Meet Our Guest
Kirsten Race, PhD, is the author of Mindful Parenting and runs the Mindful Life program. Her Mindful Life School methods are used in schools worldwide to provide teachers and students with brain-based mindfulness strategies to manage everyday stressors.
Kristen Race, PhD, is the author of “Mindful Parenting” (St. Martin’s Griffin, 2014) and the founder of Mindful Life. She provides mindfulness trainings for parents, educators, athletes and corporate leaders. Race speaks nationally at conferences and for community groups. Her Mindful Life School methods are used in schools worldwide to provide teachers and students with brain-based mindfulness strategies to manage everyday stressors. Race joins Bundoo to talk about her book and how parents can use Mindful Parenting techniques to reduce stress and improve their parenting.
Bundoo: Mindful parenting and mindful living are very popular right now. Could you tell us, how do you define mindful parenting?
Kristen Race: This research field is very young, but incredibly encouraging. Mindfulness is thousands of years of old knowledge that modern science is showing can make you healthier, more efficient, less stressed, and improve your relationships. As a society, we are trying to take in more information and racing around. We’ve reached a point where people are saying, “This doesn’t feel good.” Mindfulness is a way to deal with it.
So let’s say a parent is dealing with a tantrum-throwing toddler, how can they use mindfulness?
I ask parents to start mindful living by looking at their own lives and examining and modifying hidden stressors. Hidden stressors include how much technology you consume, your schedule, and how much sleep you get. These are things we have control over, unlike losing a job or a death in the family, but they cause stress in our brains. When we modify some of these, we can reduce stress, and when parents are stressed, the whole family is stressed. There’s a scientific reason for this. We all have mirror neurons in our brains, so when Mom is stressed, the child is also stressed. I encourage parents to start mindful living with breath awareness. Take five minutes a day to be aware of your breath and do simple breathing exercises. Toddlers will model what their parents are doing, so when parental stress is reduced, their stress is reduced and their behavior improves.
Is Mindful Parenting more about the parents than dealing with kids directly?
Yes. Modeling is in full effect from the time children are babies and it lasts through the teenage years. I tell parents that managing their stress is key. Around age 2 or 3, kids start watching how you manage your stress. That’s a great time to start modeling stress management and mindful living. A great practice to start with is the three-breath hug. You embrace your child and take three deep breaths together. It’s a great way to model breathing and it calms both parents and children down.
What’s your opinion on the trend toward pharmacological intervention with younger children? We’re hearing about children now being diagnosed with depression and anxiety disorders. Is Mindful Living a possible avenue to reduce prescriptions?

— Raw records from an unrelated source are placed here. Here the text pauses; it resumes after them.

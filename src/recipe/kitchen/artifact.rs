// src/recipe/kitchen/artifact.rs

//! Artifact packaging and metadata
//!
//! An artifact is a gzip-compressed tarball of the install prefix plus an
//! `info/` directory:
//!
//! | Path | Content |
//! |------|---------|
//! | `info/index.json` | name, version, build number, run requirements, fingerprint |
//! | `info/about.json` | the recipe's `about` section |
//! | `info/recipe.json` | the full recipe record |
//! | `info/files` | installed paths, one per line |
//! | `info/licenses/*` | license file from the source tree, when declared |

use crate::error::{Error, Result};
use crate::hash::Sha256Hash;
use crate::recipe::format::{AboutSection, Recipe};
use chrono::{DateTime, Utc};
use flate2::read::GzDecoder;
use flate2::write::GzEncoder;
use flate2::Compression;
use serde::{Deserialize, Serialize};
use std::fs::File;
use std::io::Read;
use std::path::{Path, PathBuf};
use walkdir::WalkDir;

use super::archive::unpack_tar;

/// Directory inside the artifact that holds metadata
pub const INFO_DIR: &str = "info";

/// Index record: what a package index needs to know about an artifact
#[derive(Debug, Clone, PartialEq, Serialize, Deserialize)]
pub struct IndexRecord {
    pub name: String,
    pub version: String,
    pub build_number: u32,
    /// Run requirements, verbatim
    pub depends: Vec<String>,
    /// Fingerprint of the recipe record
    pub recipe_sha256: Sha256Hash,
    pub source_url: String,
    pub source_sha256: Sha256Hash,
    pub timestamp: DateTime<Utc>,
}

impl IndexRecord {
    /// Build the index record for a recipe
    pub fn from_recipe(recipe: &Recipe, fingerprint: &Sha256Hash) -> Self {
        Self {
            name: recipe.package.name.clone(),
            version: recipe.package.version.clone(),
            build_number: recipe.build.number,
            depends: recipe.requirements.run.iter().map(|r| r.to_string()).collect(),
            recipe_sha256: fingerprint.clone(),
            source_url: recipe.source_url(),
            source_sha256: recipe.source.sha256.clone(),
            timestamp: Utc::now(),
        }
    }
}

/// Sidecar written next to a published artifact
#[derive(Debug, Clone, PartialEq, Serialize, Deserialize)]
pub struct ArtifactMetadata {
    /// Artifact file name
    pub filename: String,
    /// Digest of the artifact file itself
    pub sha256: Sha256Hash,
    /// Artifact size in bytes
    pub size: u64,
    pub index: IndexRecord,
    pub about: AboutSection,
}

/// Summary of a packaged artifact
#[derive(Debug)]
pub struct PackagedArtifact {
    pub path: PathBuf,
    pub index: IndexRecord,
    /// Installed paths relative to the prefix
    pub files: Vec<String>,
    /// License file included under `info/licenses/`, if any
    pub license: Option<String>,
}

/// Package an install prefix into an artifact tarball
///
/// `source_dir` is searched for `about.license_file`; a missing license file
/// is not an error, the caller decides how to report it.
pub fn package_prefix(
    recipe: &Recipe,
    fingerprint: &Sha256Hash,
    prefix: &Path,
    source_dir: &Path,
    dest: &Path,
) -> Result<PackagedArtifact> {
    if prefix.join(INFO_DIR).exists() {
        return Err(Error::BuildFailed(format!(
            "Install prefix must not contain a top-level {}/ directory",
            INFO_DIR
        )));
    }

    let index = IndexRecord::from_recipe(recipe, fingerprint);

    let file = File::create(dest)
        .map_err(|e| Error::IoError(format!("Failed to create {}: {}", dest.display(), e)))?;
    let mut builder = tar::Builder::new(GzEncoder::new(file, Compression::default()));
    builder.follow_symlinks(false);

    let mut files = Vec::new();
    for entry in WalkDir::new(prefix).min_depth(1).sort_by_file_name() {
        let entry = entry.map_err(|e| Error::IoError(format!("Failed to walk prefix: {}", e)))?;
        let rel = entry
            .path()
            .strip_prefix(prefix)
            .map_err(|e| Error::IoError(e.to_string()))?;

        if entry.file_type().is_dir() {
            builder.append_dir(rel, entry.path())?;
        } else {
            builder.append_path_with_name(entry.path(), rel)?;
            files.push(rel.to_string_lossy().into_owned());
        }
    }

    let license = match &recipe.about.license_file {
        Some(name) => {
            let path = source_dir.join(name);
            if path.is_file() {
                let base = Path::new(name)
                    .file_name()
                    .map(|n| n.to_string_lossy().into_owned())
                    .unwrap_or_else(|| name.clone());
                builder.append_path_with_name(&path, format!("{}/licenses/{}", INFO_DIR, base))?;
                Some(base)
            } else {
                None
            }
        }
        None => None,
    };

    append_json(&mut builder, "index.json", &index)?;
    append_json(&mut builder, "about.json", &recipe.about)?;
    append_json(&mut builder, "recipe.json", recipe)?;

    let mut listing = files.join("\n");
    listing.push('\n');
    append_bytes(&mut builder, "files", listing.as_bytes())?;

    builder.into_inner()?.finish()?;

    Ok(PackagedArtifact {
        path: dest.to_path_buf(),
        index,
        files,
        license,
    })
}

fn append_json<W: std::io::Write, T: Serialize>(
    builder: &mut tar::Builder<W>,
    name: &str,
    value: &T,
) -> Result<()> {
    let data = serde_json::to_vec_pretty(value)
        .map_err(|e| Error::IoError(format!("Failed to serialize {}: {}", name, e)))?;
    append_bytes(builder, name, &data)
}

fn append_bytes<W: std::io::Write>(
    builder: &mut tar::Builder<W>,
    name: &str,
    data: &[u8],
) -> Result<()> {
    let mut header = tar::Header::new_gnu();
    header.set_size(data.len() as u64);
    header.set_mode(0o644);
    header.set_mtime(0);
    header.set_cksum();
    builder.append_data(&mut header, format!("{}/{}", INFO_DIR, name), data)?;
    Ok(())
}

/// Extract an artifact into `dest`
pub fn extract_artifact(artifact: &Path, dest: &Path) -> Result<()> {
    let file = File::open(artifact)
        .map_err(|e| Error::NotFound(format!("Artifact {}: {}", artifact.display(), e)))?;
    unpack_tar(GzDecoder::new(file), dest)
        .map_err(|e| Error::IoError(format!("Failed to extract {}: {}", artifact.display(), e)))
}

/// Read `info/index.json` out of an artifact without extracting it
pub fn read_index(artifact: &Path) -> Result<IndexRecord> {
    let file = File::open(artifact)
        .map_err(|e| Error::NotFound(format!("Artifact {}: {}", artifact.display(), e)))?;
    let mut archive = tar::Archive::new(GzDecoder::new(file));
    let wanted = Path::new(INFO_DIR).join("index.json");

    for entry in archive.entries()? {
        let mut entry = entry?;
        let is_index = &*entry.path()? == wanted.as_path();
        if is_index {
            let mut content = String::new();
            entry.read_to_string(&mut content)?;
            return serde_json::from_str(&content)
                .map_err(|e| Error::ParseError(format!("Invalid index.json: {}", e)));
        }
    }

    Err(Error::NotFound(format!(
        "{} has no {}",
        artifact.display(),
        wanted.display()
    )))
}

I think there are times when we confused attention disorders with chronic stress. They look the same. If your child has attention or anger issues, I encourage parents to look for hidden stressors. That said, medications can be helpful, but I also know that formal mindful practice can help reduce symptoms and reduce or eliminate pharmaceutical treatment. But it has to be a formal practice, which means taking time each day to bring awareness to the present moment. It could be meditation or even taking a daily walk. It will help us calm our brains so we can react appropriately during challenging times. Deep breathing is great. Have your child sit and take ten breaths. Start simple and go from there. Mindful listening is another great practice. Sit still and listen for the farthest sound you can hear. It’s great for bringing focused attention.